### Instructions for the task
Each line of the material must reappear unchanged in the answer.

####################

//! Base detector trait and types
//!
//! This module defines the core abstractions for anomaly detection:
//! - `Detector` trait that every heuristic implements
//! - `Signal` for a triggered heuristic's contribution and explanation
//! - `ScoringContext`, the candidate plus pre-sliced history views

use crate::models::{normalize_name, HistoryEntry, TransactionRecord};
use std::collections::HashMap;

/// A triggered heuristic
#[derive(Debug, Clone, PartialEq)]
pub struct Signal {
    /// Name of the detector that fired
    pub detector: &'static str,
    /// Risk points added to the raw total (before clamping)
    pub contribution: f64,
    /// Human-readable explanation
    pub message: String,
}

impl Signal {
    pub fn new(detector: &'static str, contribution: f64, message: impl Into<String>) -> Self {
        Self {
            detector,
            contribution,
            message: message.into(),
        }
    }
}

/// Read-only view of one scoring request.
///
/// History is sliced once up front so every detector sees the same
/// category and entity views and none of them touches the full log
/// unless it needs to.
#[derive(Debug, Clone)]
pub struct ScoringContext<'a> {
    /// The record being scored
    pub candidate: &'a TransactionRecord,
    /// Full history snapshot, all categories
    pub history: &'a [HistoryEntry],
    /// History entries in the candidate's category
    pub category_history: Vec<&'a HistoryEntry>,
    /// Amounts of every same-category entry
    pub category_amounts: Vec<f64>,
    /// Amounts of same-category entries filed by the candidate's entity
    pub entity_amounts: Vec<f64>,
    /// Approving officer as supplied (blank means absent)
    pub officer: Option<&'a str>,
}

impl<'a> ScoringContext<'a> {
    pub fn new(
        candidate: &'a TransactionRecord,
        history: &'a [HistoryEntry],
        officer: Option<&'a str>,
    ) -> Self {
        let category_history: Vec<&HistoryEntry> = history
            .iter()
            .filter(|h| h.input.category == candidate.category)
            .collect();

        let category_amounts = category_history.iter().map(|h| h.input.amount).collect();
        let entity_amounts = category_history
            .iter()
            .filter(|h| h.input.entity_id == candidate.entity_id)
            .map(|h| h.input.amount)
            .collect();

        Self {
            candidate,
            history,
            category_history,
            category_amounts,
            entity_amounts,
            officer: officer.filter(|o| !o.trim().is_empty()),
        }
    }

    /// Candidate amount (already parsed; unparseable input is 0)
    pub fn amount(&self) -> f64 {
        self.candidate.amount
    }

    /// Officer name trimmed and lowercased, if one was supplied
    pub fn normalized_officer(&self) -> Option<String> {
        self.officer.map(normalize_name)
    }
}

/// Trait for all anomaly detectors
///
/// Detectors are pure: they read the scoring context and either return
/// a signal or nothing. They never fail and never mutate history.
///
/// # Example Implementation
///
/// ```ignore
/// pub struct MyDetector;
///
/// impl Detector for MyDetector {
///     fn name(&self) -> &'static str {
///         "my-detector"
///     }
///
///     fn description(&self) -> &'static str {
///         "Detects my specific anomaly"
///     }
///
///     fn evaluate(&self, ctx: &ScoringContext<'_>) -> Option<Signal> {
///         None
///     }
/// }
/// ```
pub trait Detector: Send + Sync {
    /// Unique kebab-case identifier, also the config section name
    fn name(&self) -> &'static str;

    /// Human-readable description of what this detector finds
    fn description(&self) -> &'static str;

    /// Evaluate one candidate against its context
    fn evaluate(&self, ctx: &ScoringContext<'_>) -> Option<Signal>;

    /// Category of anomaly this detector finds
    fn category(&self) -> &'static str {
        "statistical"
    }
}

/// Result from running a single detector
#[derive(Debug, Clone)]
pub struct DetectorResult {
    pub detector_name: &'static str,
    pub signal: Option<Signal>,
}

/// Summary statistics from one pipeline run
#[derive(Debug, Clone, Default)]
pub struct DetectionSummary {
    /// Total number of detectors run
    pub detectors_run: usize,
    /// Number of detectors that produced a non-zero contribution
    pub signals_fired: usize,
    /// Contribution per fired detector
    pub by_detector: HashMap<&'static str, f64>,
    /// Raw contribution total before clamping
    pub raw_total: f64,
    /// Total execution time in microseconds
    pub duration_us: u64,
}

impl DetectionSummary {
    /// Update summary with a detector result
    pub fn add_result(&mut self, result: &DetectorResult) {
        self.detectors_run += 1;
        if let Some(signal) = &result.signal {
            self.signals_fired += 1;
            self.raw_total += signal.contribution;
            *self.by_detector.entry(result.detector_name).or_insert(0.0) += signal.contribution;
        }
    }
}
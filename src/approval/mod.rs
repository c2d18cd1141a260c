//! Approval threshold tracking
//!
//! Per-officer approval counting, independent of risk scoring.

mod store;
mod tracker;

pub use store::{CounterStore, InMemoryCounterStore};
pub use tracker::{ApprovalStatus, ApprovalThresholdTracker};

####################

### Response area
//! Base detector trait and types
//!
//! This module defines the core abstractions for anomaly detection:
//! - `Detector` trait that every heuristic implements
//! - `Signal` for a triggered heuristic's contribution and explanation
//! - `ScoringContext`, the candidate plus pre-sliced history views

use crate::models::{normalize_name, HistoryEntry, TransactionRecord};
use std::collections::HashMap;

/// A triggered heuristic
#[derive(Debug, Clone, PartialEq)]
pub struct Signal {
    /// Name of the detector that fired
    pub detector: &'static str,
    /// Risk points added to the raw total (before clamping)
    pub contribution: f64,
    /// Human-readable explanation
    pub message: String,
}

impl Signal {
    pub fn new(detector: &'static str, contribution: f64, message: impl Into<String>) -> Self {
        Self {
            detector,
            contribution,
            message: message.into(),
        }
    }
}

/// Read-only view of one scoring request.
///
/// History is sliced once up front so every detector sees the same
/// category and entity views and none of them touches the full log
/// unless it needs to.
#[derive(Debug, Clone)]
pub struct ScoringContext<'a> {
    /// The record being scored
    pub candidate: &'a TransactionRecord,
    /// Full history snapshot, all categories
    pub history: &'a [HistoryEntry],
    /// History entries in the candidate's category
    pub category_history: Vec<&'a HistoryEntry>,
    /// Amounts of every same-category entry
    pub category_amounts: Vec<f64>,
    /// Amounts of same-category entries filed by the candidate's entity
    pub entity_amounts: Vec<f64>,
    /// Approving officer as supplied (blank means absent)
    pub officer: Option<&'a str>,
}

impl<'a> ScoringContext<'a> {
    pub fn new(
        candidate: &'a TransactionRecord,
        history: &'a [HistoryEntry],
        officer: Option<&'a str>,
    ) -> Self {
        let category_history: Vec<&HistoryEntry> = history
            .iter()
            .filter(|h| h.input.category == candidate.category)
            .collect();

        let category_amounts = category_history.iter().map(|h| h.input.amount).collect();
        let entity_amounts = category_history
            .iter()
            .filter(|h| h.input.entity_id == candidate.entity_id)
            .map(|h| h.input.amount)
            .collect();

        Self {
            candidate,
            history,
            category_history,
            category_amounts,
            entity_amounts,
            officer: officer.filter(|o| !o.trim().is_empty()),
        }
    }

    /// Candidate amount (already parsed; unparseable input is 0)
    pub fn amount(&self) -> f64 {
        self.candidate.amount
    }

    /// Officer name trimmed and lowercased, if one was supplied
    pub fn normalized_officer(&self) -> Option<String> {
        self.officer.map(normalize_name)
    }
}

/// Trait for all anomaly detectors
///
/// Detectors are pure: they read the scoring context and either return
/// a signal or nothing. They never fail and never mutate history.
///
/// # Example Implementation
///
/// ```ignore
/// pub struct MyDetector;
///
/// impl Detector for MyDetector {
///     fn name(&self) -> &'static str {
///         "my-detector"
///     }
///
///     fn description(&self) -> &'static str {
///         "Detects my specific anomaly"
///     }
///
///     fn evaluate(&self, ctx: &ScoringContext<'_>) -> Option<Signal> {
///         None
///     }
/// }
/// ```
pub trait Detector: Send + Sync {
    /// Unique kebab-case identifier, also the config section name
    fn name(&self) -> &'static str;

    /// Human-readable description of what this detector finds
    fn description(&self) -> &'static str;

    /// Evaluate one candidate against its context
    fn evaluate(&self, ctx: &ScoringContext<'_>) -> Option<Signal>;

    /// Category of anomaly this detector finds
    fn category(&self) -> &'static str {
        "statistical"
    }
}

/// Result from running a single detector
#[derive(Debug, Clone)]
pub struct DetectorResult {
    pub detector_name: &'static str,
    pub signal: Option<Signal>,
}

/// Summary statistics from one pipeline run
#[derive(Debug, Clone, Default)]
pub struct DetectionSummary {
    /// Total number of detectors run
    pub detectors_run: usize,
    /// Number of detectors that produced a non-zero contribution
    pub signals_fired: usize,
    /// Contribution per fired detector
    pub by_detector: HashMap<&'static str, f64>,
    /// Raw contribution total before clamping
    pub raw_total: f64,
    /// Total execution time in microseconds
    pub duration_us: u64,
}

impl DetectionSummary {
    /// Update summary with a detector result
    pub fn add_result(&mut self, result: &DetectorResult) {
        self.detectors_run += 1;
        if let Some(signal) = &result.signal {
            self.signals_fired += 1;
            self.raw_total += signal.contribution;
            *self.by_detector.entry(result.detector_name).or_insert(0.0) += signal.contribution;
        }
    }
}
filename src/approval/mod.rs
repository c2d18cd1141a260c
//! Approval threshold tracking
//!
//! Per-officer approval counting, independent of risk scoring.

mod store;
mod tracker;

pub use store::{CounterStore, InMemoryCounterStore};
pub use tracker::{ApprovalStatus, ApprovalThresholdTracker};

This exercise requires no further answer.